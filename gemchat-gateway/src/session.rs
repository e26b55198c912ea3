//! In-memory session store.
//!
//! Maps a session id to its conversation handle, creation time and turn
//! count. Sessions live until a cleanup sweep removes them; nothing is
//! persisted.
//!
//! The map is guarded by a `RwLock`, and each session serializes its own
//! turns through an async mutex around the conversation, so a remote call and
//! the turn-count increment happen as one unit per session.

use crate::provider::{Conversation, ModelClient, TurnPart};
use chrono::{DateTime, Utc};
use gemchat_common::{Error, Result};
use serde::{Deserialize, Serialize};
use std::collections::HashMap;
use std::sync::atomic::{AtomicU64, Ordering};
use std::sync::{Arc, PoisonError, RwLock};
use std::time::Duration;
use tokio::sync::Mutex;

/// Active-session snapshots are logged every this many turns.
const SNAPSHOT_EVERY: u64 = 5;

/// Server-held conversation state for one session id.
#[derive(Debug)]
pub struct Session {
    id: String,
    created_at: DateTime<Utc>,
    turn_count: AtomicU64,
    conversation: Mutex<Conversation>,
}

impl Session {
    fn new(id: String, conversation: Conversation) -> Self {
        Self {
            id,
            created_at: Utc::now(),
            turn_count: AtomicU64::new(0),
            conversation: Mutex::new(conversation),
        }
    }

    pub fn id(&self) -> &str {
        &self.id
    }

    pub fn created_at(&self) -> DateTime<Utc> {
        self.created_at
    }

    /// Number of successful turns.
    pub fn turn_count(&self) -> u64 {
        self.turn_count.load(Ordering::SeqCst)
    }

    pub fn summary(&self) -> SessionSummary {
        SessionSummary {
            session_id: self.id.clone(),
            message_count: self.turn_count(),
            created_at: self.created_at.to_rfc3339(),
        }
    }
}

/// Listing entry for a session.
#[derive(Debug, Clone, Serialize, Deserialize, PartialEq, Eq)]
pub struct SessionSummary {
    pub session_id: String,
    pub message_count: u64,
    pub created_at: String,
}

/// Process-wide session map.
pub struct SessionStore {
    client: Arc<dyn ModelClient>,
    sessions: RwLock<HashMap<String, Arc<Session>>>,
}

impl SessionStore {
    pub fn new(client: Arc<dyn ModelClient>) -> Self {
        Self {
            client,
            sessions: RwLock::new(HashMap::new()),
        }
    }

    /// Return the session for `id`, creating it if it does not exist.
    pub fn get_or_create(&self, id: &str) -> Arc<Session> {
        if let Some(session) = self.get(id) {
            tracing::debug!(
                session_id = %id,
                message_count = session.turn_count(),
                "Using existing session"
            );
            return session;
        }

        let mut sessions = self
            .sessions
            .write()
            .unwrap_or_else(PoisonError::into_inner);

        // Another request may have created it between the two locks
        let session = sessions
            .entry(id.to_string())
            .or_insert_with(|| {
                tracing::info!(session_id = %id, "Created new session");
                Arc::new(Session::new(id.to_string(), self.client.start_conversation()))
            })
            .clone();

        session
    }

    /// Create a session under a freshly generated id.
    pub fn create_new(&self) -> Arc<Session> {
        let mut sessions = self
            .sessions
            .write()
            .unwrap_or_else(PoisonError::into_inner);

        let id = loop {
            let candidate = generate_session_id();
            if !sessions.contains_key(&candidate) {
                break candidate;
            }
        };

        let session = Arc::new(Session::new(id.clone(), self.client.start_conversation()));
        sessions.insert(id.clone(), Arc::clone(&session));

        tracing::info!(session_id = %id, "Created new chat session");
        session
    }

    pub fn get(&self, id: &str) -> Option<Arc<Session>> {
        self.sessions
            .read()
            .unwrap_or_else(PoisonError::into_inner)
            .get(id)
            .cloned()
    }

    /// Summaries of every session, newest first.
    pub fn list(&self) -> Vec<SessionSummary> {
        let mut sessions: Vec<Arc<Session>> = self
            .sessions
            .read()
            .unwrap_or_else(PoisonError::into_inner)
            .values()
            .cloned()
            .collect();

        sessions.sort_by(|a, b| b.created_at.cmp(&a.created_at));
        sessions.iter().map(|s| s.summary()).collect()
    }

    pub fn len(&self) -> usize {
        self.sessions
            .read()
            .unwrap_or_else(PoisonError::into_inner)
            .len()
    }

    pub fn is_empty(&self) -> bool {
        self.len() == 0
    }

    /// Remove sessions older than `max_age`. Returns how many were removed.
    ///
    /// A `max_age` reaching past the earliest representable time removes
    /// nothing.
    pub fn cleanup(&self, max_age: chrono::Duration) -> usize {
        match Utc::now().checked_sub_signed(max_age) {
            Some(cutoff) => self.cleanup_before(cutoff),
            None => {
                tracing::warn!(
                    max_age_hours = max_age.num_hours(),
                    "Session timeout out of range, nothing cleaned up"
                );
                0
            }
        }
    }

    /// Remove sessions created strictly before `cutoff`.
    pub fn cleanup_before(&self, cutoff: DateTime<Utc>) -> usize {
        let mut sessions = self
            .sessions
            .write()
            .unwrap_or_else(PoisonError::into_inner);

        let before = sessions.len();
        sessions.retain(|_, session| session.created_at >= cutoff);
        let removed = before - sessions.len();

        tracing::info!(
            cleaned_up = removed,
            remaining = sessions.len(),
            cutoff = %cutoff.to_rfc3339(),
            "Cleaned up old sessions"
        );
        removed
    }

    /// Run one turn on `session`.
    ///
    /// Turns on the same session are serialized; the turn count is bumped only
    /// when the model call succeeds.
    pub async fn send_turn(&self, session: &Session, parts: Vec<TurnPart>) -> Result<String> {
        let mut conversation = session.conversation.lock().await;

        let reply = self
            .client
            .send_turn(&mut conversation, parts)
            .await
            .map_err(|e| Error::RemoteCallFailed(e.message))?;

        let count = session.turn_count.fetch_add(1, Ordering::SeqCst) + 1;
        drop(conversation);

        if count % SNAPSHOT_EVERY == 0 {
            self.log_snapshot();
        }

        Ok(reply)
    }

    /// Log every active session.
    pub fn log_snapshot(&self) {
        let sessions = self.list();
        tracing::info!(active_sessions = sessions.len(), "Active sessions");
        for s in &sessions {
            tracing::info!(
                session_id = %s.session_id,
                message_count = s.message_count,
                created_at = %s.created_at,
                "Session"
            );
        }
    }
}

/// Generate an id of the form `session-<unix millis>-<8 hex>`.
pub fn generate_session_id() -> String {
    let suffix = uuid::Uuid::new_v4().simple().to_string();
    format!("session-{}-{}", Utc::now().timestamp_millis(), &suffix[..8])
}

/// Sweep expired sessions every `interval` until the store is dropped.
pub fn spawn_cleanup_task(
    store: Arc<SessionStore>,
    max_age: chrono::Duration,
    interval: Duration,
) -> tokio::task::JoinHandle<()> {
    let store = Arc::downgrade(&store);
    tokio::spawn(async move {
        let mut ticker = tokio::time::interval(interval);
        // first tick fires immediately
        ticker.tick().await;
        loop {
            ticker.tick().await;
            let Some(store) = store.upgrade() else {
                break;
            };
            store.cleanup(max_age);
        }
    })
}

▸ **TASK GOAL**
Only the lines from the first line of the records through the one containing "unit per session." should be reproduced, exactly, with both of them included.

▸ **TASK SOLUTION**
filename gemchat-gateway/src/session.rs
repository e26b55198c912ea3
//! In-memory session store.
//!
//! Maps a session id to its conversation handle, creation time and turn
//! count. Sessions live until a cleanup sweep removes them; nothing is
//! persisted.
//!
//! The map is guarded by a `RwLock`, and each session serializes its own
//! turns through an async mutex around the conversation, so a remote call and
//! the turn-count increment happen as one unit per session.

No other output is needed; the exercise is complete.